Monday, January 31, 2011

Candice: An Unhealthy Obsession with a Healthy Obsession

The ISU wants me to go crazy. Why else did they schedule US Nationals alongside the European Championships? Today is the first day since Wednesday that I'm not glued to a computer or television screen watching a live feed of an event. They got me hooked, kept me high, and now I'm sitting here with the shakes going, "But, but I just don't understand. Why can't I have any more?" I'm this close to robbing an old lady of her purse, just so I can go to a traveling production of Elmo on Ice, or whatever.

Though I doubt Elmo's pantomiming would create the same kind of catharsis as watching Florent Amodio transformed into the happiest six year old boy you've ever seen by winning gold. Nor would the part of the play where he loses his favorite toy wreck me as much as Jeremy Abbott's 4th place finish. But it would at least be skaters on ice, and with only slightly more fur and feathers than Johnny Weir's crazier costumes.

In addition to the competitions, there is also the exciting development that I have learned my first toepick assisted jump. There were roughly two dozen ladies and two dozen men skating in Europe, the same number skating in US Nationals, almost all skating two programs. Not everybody went for the flip, but enough did that I must have watched somewhere in the ballpark of at least fifty flips (or at least flips and flutzes combined) in the past five days.

Previously forward and backward crossovers, three-turns, mohawks and lunges were pretty much all I had in common with my beloved competitive skaters. So I can only imitate roughly 1% of what they do on the ice right now. Well that and slow, strained spirals. Adding a toepick assisted jump at least brings it up to 2%. Put my tiny little waltz jump and my flip together along with my 5 second footwork sequence and you've got the world's shortest, and technically pathetic program. But still.

Saturday night I went to an unusually awesome party but I refused to let myself indulge too much, lest I wake up unable to try the flip again on Sunday. My only concession to the good time I was having was to stay up just a little too late. I got only six hours of sleep, but a lazy Sunday in bed held no allure. I got up, made breakfast, and got to the rink five minutes before they finished resurfacing the ice.

My usual Sunday skating was paired with watching the the American men skate their free on TV (so many tears and surprises and surprise tears), creating a DethSpiralz twitter account so that I can live tweet 4CC and Worlds with Kate, vacuuming every inch of my apartment to rid it of the tumbleweeds of cat hair rolling about on the carpet, doing laundry, and spending time with both my cats and my boyfriend.

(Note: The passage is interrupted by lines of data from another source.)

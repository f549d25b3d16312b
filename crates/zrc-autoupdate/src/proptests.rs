//! Property-based tests for zrc-autoupdate.
//!
//! These tests use proptest to verify correctness properties across
//! randomly generated inputs.
//!
//! # Properties Tested
//!
//! - Property 1: Version ordering is a total order
//! - Property 2: Signed artifacts verify, tampered artifacts do not
//! - Property 3: Skip window is stable until it expires
//! - Property 4: Channel isolation

#![cfg(test)]

use std::cmp::Ordering;
use std::io::Cursor;
use std::sync::Arc;

use base64::engine::general_purpose::STANDARD;
use base64::Engine;
use chrono::Duration;
use proptest::prelude::*;
use sha2::{Digest, Sha256};

use crate::config::MemoryConfigStore;
use crate::crypto::{public_key_for, CryptoSigner, Ed25519Signer};
use crate::manifest::parse_items;
use crate::policy::{FixedClock, UpdatePolicy};
use crate::trust::TrustStore;
use crate::verify::{DeclaredSignature, HashAlgorithm, VerificationRequest, Verifier};
use crate::version::{compare_str, Version};

// =============================================================================
// Generators
// =============================================================================

/// Generate a version string from the characters dpkg cares about.
fn arb_version() -> impl Strategy<Value = String> {
    prop::string::string_regex("([0-9]{1,2}:)?[0-9]{1,3}(\\.[0-9a-z~+]{1,4}){0,3}(-[0-9a-z.~]{1,3})?")
        .unwrap()
}

/// Generate a random Ed25519 secret seed.
fn arb_seed() -> impl Strategy<Value = [u8; 32]> {
    prop::array::uniform32(any::<u8>())
}

/// Generate random artifact content (1 byte to 200KB, crossing chunk bounds).
fn arb_artifact_content() -> impl Strategy<Value = Vec<u8>> {
    prop::collection::vec(any::<u8>(), 1..200_000)
}

/// Generate a channel name, including the release aliases.
fn arb_channel() -> impl Strategy<Value = String> {
    prop_oneof![
        Just(String::new()),
        Just("release".to_string()),
        Just("beta".to_string()),
        Just("nightly".to_string()),
    ]
}

// =============================================================================
// Helper Functions
// =============================================================================

fn signed_request(content: &[u8], seed: &[u8; 32]) -> (TrustStore, VerificationRequest) {
    let mut store = TrustStore::new();
    store
        .register_key(&STANDARD.encode(public_key_for(seed)), 1)
        .unwrap();

    let signature = Ed25519Signer.sign(content, seed);
    let request = VerificationRequest {
        declared_length: Some(content.len() as u64),
        declared_hash: Some((HashAlgorithm::Sha256, hex::encode(Sha256::digest(content)))),
        signature: Some(DeclaredSignature {
            key_version: "1".to_string(),
            signature: STANDARD.encode(signature),
        }),
        ..VerificationRequest::default()
    };
    (store, request)
}

fn channel_feed(channels: &[String]) -> String {
    let mut doc = String::from("<rss>");
    for (i, channel) in channels.iter().enumerate() {
        doc.push_str(&format!(
            "<channel name=\"{channel}\"><item><title>{i}</title></item></channel>"
        ));
    }
    doc.push_str("</rss>");
    doc
}

// =============================================================================
// Property 1: Version ordering is a total order
// =============================================================================

proptest! {
    #![proptest_config(ProptestConfig::with_cases(100))]

    #[test]
    fn prop_version_compare_reflexive(v in arb_version()) {
        prop_assert_eq!(compare_str(&v, &v), Ordering::Equal);
    }

    #[test]
    fn prop_version_compare_antisymmetric(a in arb_version(), b in arb_version()) {
        prop_assert_eq!(compare_str(&a, &b), compare_str(&b, &a).reverse());
    }

    #[test]
    fn prop_version_compare_transitive(
        a in arb_version(),
        b in arb_version(),
        c in arb_version(),
    ) {
        let (a, b, c) = (Version::parse(&a), Version::parse(&b), Version::parse(&c));
        if a <= b && b <= c {
            prop_assert!(a <= c);
        }
    }

    #[test]
    fn prop_tilde_sorts_before_release(base in "[0-9]{1,3}(\\.[0-9]{1,3}){0,2}", tag in "[a-z]{1,4}") {
        let pre = format!("{}~{}", base, tag);
        prop_assert_eq!(compare_str(&pre, &base), Ordering::Less);
    }

    #[test]
    fn prop_numeric_components_compare_numerically(major in 0u32..1000, minor in 0u32..1000) {
        let lower = format!("{}.{}", major, minor);
        let higher = format!("{}.{}", major, minor + 1);
        prop_assert_eq!(compare_str(&lower, &higher), Ordering::Less);
    }
}

// =============================================================================
// Property 2: Signed artifacts verify, tampered artifacts do not
// =============================================================================

proptest! {
    #![proptest_config(ProptestConfig::with_cases(32))]

    #[test]
    fn prop_signed_artifact_verifies(content in arb_artifact_content(), seed in arb_seed()) {
        let (store, request) = signed_request(&content, &seed);
        let verifier = Verifier::new(Arc::new(store));

        let result = verifier.verify(Cursor::new(&content), &request).unwrap();
        prop_assert!(result.is_trusted(), "result: {:?}", result);
        prop_assert_eq!(result.signature_ok, Some(true));
    }

    #[test]
    fn prop_tampered_artifact_rejected(
        content in arb_artifact_content(),
        seed in arb_seed(),
        flip in any::<prop::sample::Index>(),
    ) {
        let (store, request) = signed_request(&content, &seed);
        let verifier = Verifier::new(Arc::new(store));

        let mut tampered = content.clone();
        let at = flip.index(tampered.len());
        tampered[at] ^= 0x01;

        let result = verifier.verify(Cursor::new(&tampered), &request).unwrap();
        prop_assert!(!result.is_trusted());
        prop_assert!(!result.hash_ok);
        prop_assert_eq!(result.signature_ok, Some(false));
    }

    #[test]
    fn prop_wrong_key_rejected(
        content in arb_artifact_content(),
        seed in arb_seed(),
        other in arb_seed(),
    ) {
        prop_assume!(public_key_for(&seed) != public_key_for(&other));
        let (_, mut request) = signed_request(&content, &seed);
        request.declared_hash = None;
        let (store, _) = signed_request(&content, &other);
        let verifier = Verifier::new(Arc::new(store));

        let result = verifier.verify(Cursor::new(&content), &request).unwrap();
        prop_assert_eq!(result.signature_ok, Some(false));
    }
}

// =============================================================================
// Property 3: Skip window is stable until it expires
// =============================================================================

proptest! {
    #![proptest_config(ProptestConfig::with_cases(100))]

    #[test]
    fn prop_skip_stable_within_window(
        version in arb_version(),
        days in 1i32..=180,
        elapsed_secs in 0i64..86_400,
    ) {
        let clock = Arc::new(FixedClock::at(1_700_000_000));
        let policy = UpdatePolicy::new(Arc::new(MemoryConfigStore::new()), clock.clone());
        policy.set_skip_interval(days).unwrap();
        policy.skip(&version).unwrap();

        let inside = Duration::days(days as i64 - 1) + Duration::seconds(elapsed_secs);
        clock.advance(inside);
        prop_assert!(policy.is_skipped(&version).unwrap());
        prop_assert!(policy.is_skipped(&version).unwrap());

        clock.advance(Duration::days(1));
        prop_assert!(!policy.is_skipped(&version).unwrap());
        prop_assert_eq!(policy.state().skip_version, None);
    }

    #[test]
    fn prop_skip_applies_to_one_version(a in arb_version(), b in arb_version()) {
        prop_assume!(a.trim() != b.trim());
        let policy = UpdatePolicy::new(
            Arc::new(MemoryConfigStore::new()),
            Arc::new(FixedClock::at(1_700_000_000)),
        );
        policy.skip(&a).unwrap();
        prop_assert!(!policy.is_skipped(&b).unwrap());
    }
}

// =============================================================================
// Property 4: Channel isolation
// =============================================================================

proptest! {
    #![proptest_config(ProptestConfig::with_cases(100))]

    #[test]
    fn prop_items_never_leak_across_channels(
        channels in prop::collection::vec(arb_channel(), 1..8),
        wanted in arb_channel(),
    ) {
        let items = parse_items(&channel_feed(&channels), &wanted).unwrap();
        for item in &items {
            prop_assert!(crate::manifest::channel_matches(&item.channel, &wanted));
        }

        // Only the first matching container is read.
        let first = channels
            .iter()
            .position(|c| crate::manifest::channel_matches(c, &wanted));
        match first {
            Some(index) => {
                prop_assert_eq!(items.len(), 1);
                prop_assert_eq!(&items[0].title, &index.to_string());
            }
            None => prop_assert!(items.is_empty()),
        }
    }
}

I didn't just burn the candle at both ends yesterday, I made new wicks and burned it at the top, bottom and a few places in the middle. I woke up this morning with a sore shoulder, a sore back, and a feeling that I didn't get near enough sleep to make up for the energy I put out on Sunday. I could have easily put out at least one fire yesterday and saved the energy from skating so that I could have done one more thing, like go to the grocery store, or make dinner instead of buying it.

But that would have been impossible. Even right now, sitting at my computer all I can think about is getting back on to the ice and trying it again. Or failing that, I want to try the flip again and again on the floor. Or see how much closer I can get to an attractive catch foot position so that my spirals can at least be slow, faltering, but also pretty.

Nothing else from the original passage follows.